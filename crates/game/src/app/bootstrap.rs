use std::path::PathBuf;

use cardwalk_engine::{
    load_scene, resolve_app_paths, resolve_scene_name, LoopConfig, Scene, SceneDefError,
    StartupError,
};
use thiserror::Error;
use tracing::info;
use tracing_subscriber::EnvFilter;

use super::audio::build_audio;
use super::card::CardScene;

pub(crate) struct AppWiring {
    pub(crate) config: LoopConfig,
    pub(crate) asset_root: PathBuf,
    pub(crate) scene: Box<dyn Scene>,
}

#[derive(Debug, Error)]
pub(crate) enum BootstrapError {
    #[error(transparent)]
    Startup(#[from] StartupError),
    #[error("failed to load scene '{name}': {source}")]
    Scene {
        name: String,
        #[source]
        source: SceneDefError,
    },
}

pub(crate) fn build_app() -> Result<AppWiring, BootstrapError> {
    init_tracing();
    info!("=== cardwalk Startup ===");

    let paths = resolve_app_paths()?;
    let scene_name = resolve_scene_name()?;
    info!(
        root = %paths.root.display(),
        scene = %scene_name,
        "paths_resolved"
    );

    let loaded = load_scene(&paths.assets_dir, &scene_name).map_err(|source| {
        BootstrapError::Scene {
            name: scene_name.clone(),
            source,
        }
    })?;
    let audio = build_audio(&paths.assets_dir, &loaded.def.audio);
    let config = LoopConfig {
        window_title: loaded.def.title.clone(),
        ..LoopConfig::default()
    };
    let scene = CardScene::new(loaded, paths.assets_dir.clone(), audio);

    Ok(AppWiring {
        config,
        asset_root: paths.assets_dir,
        scene: Box::new(scene),
    })
}

fn init_tracing() {
    let filter = EnvFilter::try_from_default_env().unwrap_or_else(|_| EnvFilter::new("info"));
    tracing_subscriber::fmt()
        .with_env_filter(filter)
        .with_target(false)
        .with_thread_names(true)
        .compact()
        .init();
}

□ □ □ □ □

> Requirement
Only the lines above starting at the line that holds "#[error(transparent)]" and ending at the line that holds "init_tracing();" are to be repeated, exactly and in full.

> Problem solution
    #[error(transparent)]
    Startup(#[from] StartupError),
    #[error("failed to load scene '{name}': {source}")]
    Scene {
        name: String,
        #[source]
        source: SceneDefError,
    },
}

pub(crate) fn build_app() -> Result<AppWiring, BootstrapError> {
    init_tracing();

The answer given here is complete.